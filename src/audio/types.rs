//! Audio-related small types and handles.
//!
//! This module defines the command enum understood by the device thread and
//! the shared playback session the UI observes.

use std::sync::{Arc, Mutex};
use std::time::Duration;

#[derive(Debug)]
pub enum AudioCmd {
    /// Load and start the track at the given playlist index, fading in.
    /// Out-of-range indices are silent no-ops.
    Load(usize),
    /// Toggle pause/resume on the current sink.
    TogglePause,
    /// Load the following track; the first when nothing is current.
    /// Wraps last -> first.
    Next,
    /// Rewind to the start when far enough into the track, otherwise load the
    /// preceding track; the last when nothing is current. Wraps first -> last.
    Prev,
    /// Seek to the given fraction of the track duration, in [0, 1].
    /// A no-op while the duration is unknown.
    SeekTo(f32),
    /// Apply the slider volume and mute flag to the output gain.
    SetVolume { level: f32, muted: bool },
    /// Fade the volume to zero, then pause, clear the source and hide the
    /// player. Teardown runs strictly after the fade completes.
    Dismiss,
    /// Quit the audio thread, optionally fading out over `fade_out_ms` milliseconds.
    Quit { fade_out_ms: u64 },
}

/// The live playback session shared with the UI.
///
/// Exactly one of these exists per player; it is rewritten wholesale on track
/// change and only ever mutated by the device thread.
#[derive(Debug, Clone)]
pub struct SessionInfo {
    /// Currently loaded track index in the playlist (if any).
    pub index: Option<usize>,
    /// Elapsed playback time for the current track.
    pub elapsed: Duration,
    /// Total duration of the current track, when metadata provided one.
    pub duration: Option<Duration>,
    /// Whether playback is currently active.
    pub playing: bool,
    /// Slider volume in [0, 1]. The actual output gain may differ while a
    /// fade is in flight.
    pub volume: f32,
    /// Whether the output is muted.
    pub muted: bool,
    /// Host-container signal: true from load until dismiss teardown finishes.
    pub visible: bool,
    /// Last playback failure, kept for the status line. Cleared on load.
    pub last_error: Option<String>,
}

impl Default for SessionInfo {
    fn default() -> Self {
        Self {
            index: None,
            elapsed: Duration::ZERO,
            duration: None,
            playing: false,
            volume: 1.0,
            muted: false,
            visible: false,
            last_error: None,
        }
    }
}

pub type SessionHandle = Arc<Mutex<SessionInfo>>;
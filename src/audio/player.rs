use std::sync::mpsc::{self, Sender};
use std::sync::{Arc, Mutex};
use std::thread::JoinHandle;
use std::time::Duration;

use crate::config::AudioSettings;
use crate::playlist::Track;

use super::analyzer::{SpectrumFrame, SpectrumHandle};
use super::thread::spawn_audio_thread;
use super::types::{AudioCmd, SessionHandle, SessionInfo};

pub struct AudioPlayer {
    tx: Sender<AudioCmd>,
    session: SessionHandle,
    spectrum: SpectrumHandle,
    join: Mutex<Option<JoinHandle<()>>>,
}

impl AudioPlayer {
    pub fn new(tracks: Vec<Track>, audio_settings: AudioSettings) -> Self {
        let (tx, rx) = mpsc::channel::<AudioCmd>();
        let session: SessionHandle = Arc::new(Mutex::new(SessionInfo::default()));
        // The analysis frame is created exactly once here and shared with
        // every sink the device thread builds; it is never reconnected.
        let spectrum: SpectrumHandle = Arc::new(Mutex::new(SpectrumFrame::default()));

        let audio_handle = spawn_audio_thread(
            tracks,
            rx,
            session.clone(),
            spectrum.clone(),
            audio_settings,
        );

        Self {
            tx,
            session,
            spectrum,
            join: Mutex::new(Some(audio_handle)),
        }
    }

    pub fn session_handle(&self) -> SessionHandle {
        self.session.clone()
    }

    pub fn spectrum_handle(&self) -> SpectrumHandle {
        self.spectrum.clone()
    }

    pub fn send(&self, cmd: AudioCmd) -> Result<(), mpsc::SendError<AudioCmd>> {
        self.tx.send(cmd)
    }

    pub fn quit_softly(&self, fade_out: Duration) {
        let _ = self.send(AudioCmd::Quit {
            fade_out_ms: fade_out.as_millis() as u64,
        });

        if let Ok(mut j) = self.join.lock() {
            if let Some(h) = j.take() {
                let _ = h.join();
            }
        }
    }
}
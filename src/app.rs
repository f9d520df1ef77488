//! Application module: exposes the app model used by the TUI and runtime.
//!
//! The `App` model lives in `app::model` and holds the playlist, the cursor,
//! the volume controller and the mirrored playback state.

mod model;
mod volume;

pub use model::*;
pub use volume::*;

**Brief:**
Your job is to output all of the material exactly.

**Answer area:**
filename src/audio/types.rs
//! Audio-related small types and handles.
//!
//! This module defines the command enum understood by the device thread and
//! the shared playback session the UI observes.

use std::sync::{Arc, Mutex};
use std::time::Duration;

#[derive(Debug)]
pub enum AudioCmd {
    /// Load and start the track at the given playlist index, fading in.
    /// Out-of-range indices are silent no-ops.
    Load(usize),
    /// Toggle pause/resume on the current sink.
    TogglePause,
    /// Load the following track; the first when nothing is current.
    /// Wraps last -> first.
    Next,
    /// Rewind to the start when far enough into the track, otherwise load the
    /// preceding track; the last when nothing is current. Wraps first -> last.
    Prev,
    /// Seek to the given fraction of the track duration, in [0, 1].
    /// A no-op while the duration is unknown.
    SeekTo(f32),
    /// Apply the slider volume and mute flag to the output gain.
    SetVolume { level: f32, muted: bool },
    /// Fade the volume to zero, then pause, clear the source and hide the
    /// player. Teardown runs strictly after the fade completes.
    Dismiss,
    /// Quit the audio thread, optionally fading out over `fade_out_ms` milliseconds.
    Quit { fade_out_ms: u64 },
}

/// The live playback session shared with the UI.
///
/// Exactly one of these exists per player; it is rewritten wholesale on track
/// change and only ever mutated by the device thread.
#[derive(Debug, Clone)]
pub struct SessionInfo {
    /// Currently loaded track index in the playlist (if any).
    pub index: Option<usize>,
    /// Elapsed playback time for the current track.
    pub elapsed: Duration,
    /// Total duration of the current track, when metadata provided one.
    pub duration: Option<Duration>,
    /// Whether playback is currently active.
    pub playing: bool,
    /// Slider volume in [0, 1]. The actual output gain may differ while a
    /// fade is in flight.
    pub volume: f32,
    /// Whether the output is muted.
    pub muted: bool,
    /// Host-container signal: true from load until dismiss teardown finishes.
    pub visible: bool,
    /// Last playback failure, kept for the status line. Cleared on load.
    pub last_error: Option<String>,
}

impl Default for SessionInfo {
    fn default() -> Self {
        Self {
            index: None,
            elapsed: Duration::ZERO,
            duration: None,
            playing: false,
            volume: 1.0,
            muted: false,
            visible: false,
            last_error: None,
        }
    }
}

pub type SessionHandle = Arc<Mutex<SessionInfo>>;
filename src/audio/player.rs
use std::sync::mpsc::{self, Sender};
use std::sync::{Arc, Mutex};
use std::thread::JoinHandle;
use std::time::Duration;

use crate::config::AudioSettings;
use crate::playlist::Track;

use super::analyzer::{SpectrumFrame, SpectrumHandle};
use super::thread::spawn_audio_thread;
use super::types::{AudioCmd, SessionHandle, SessionInfo};

pub struct AudioPlayer {
    tx: Sender<AudioCmd>,
    session: SessionHandle,
    spectrum: SpectrumHandle,
    join: Mutex<Option<JoinHandle<()>>>,
}

impl AudioPlayer {
    pub fn new(tracks: Vec<Track>, audio_settings: AudioSettings) -> Self {
        let (tx, rx) = mpsc::channel::<AudioCmd>();
        let session: SessionHandle = Arc::new(Mutex::new(SessionInfo::default()));
        // The analysis frame is created exactly once here and shared with
        // every sink the device thread builds; it is never reconnected.
        let spectrum: SpectrumHandle = Arc::new(Mutex::new(SpectrumFrame::default()));

        let audio_handle = spawn_audio_thread(
            tracks,
            rx,
            session.clone(),
            spectrum.clone(),
            audio_settings,
        );

        Self {
            tx,
            session,
            spectrum,
            join: Mutex::new(Some(audio_handle)),
        }
    }

    pub fn session_handle(&self) -> SessionHandle {
        self.session.clone()
    }

    pub fn spectrum_handle(&self) -> SpectrumHandle {
        self.spectrum.clone()
    }

    pub fn send(&self, cmd: AudioCmd) -> Result<(), mpsc::SendError<AudioCmd>> {
        self.tx.send(cmd)
    }

    pub fn quit_softly(&self, fade_out: Duration) {
        let _ = self.send(AudioCmd::Quit {
            fade_out_ms: fade_out.as_millis() as u64,
        });

        if let Ok(mut j) = self.join.lock() {
            if let Some(h) = j.take() {
                let _ = h.join();
            }
        }
    }
}
filename src/app.rs
repository f9d520df1ef77488
//! Application module: exposes the app model used by the TUI and runtime.
//!
//! The `App` model lives in `app::model` and holds the playlist, the cursor,
//! the volume controller and the mirrored playback state.

mod model;
mod volume;

pub use model::*;
pub use volume::*;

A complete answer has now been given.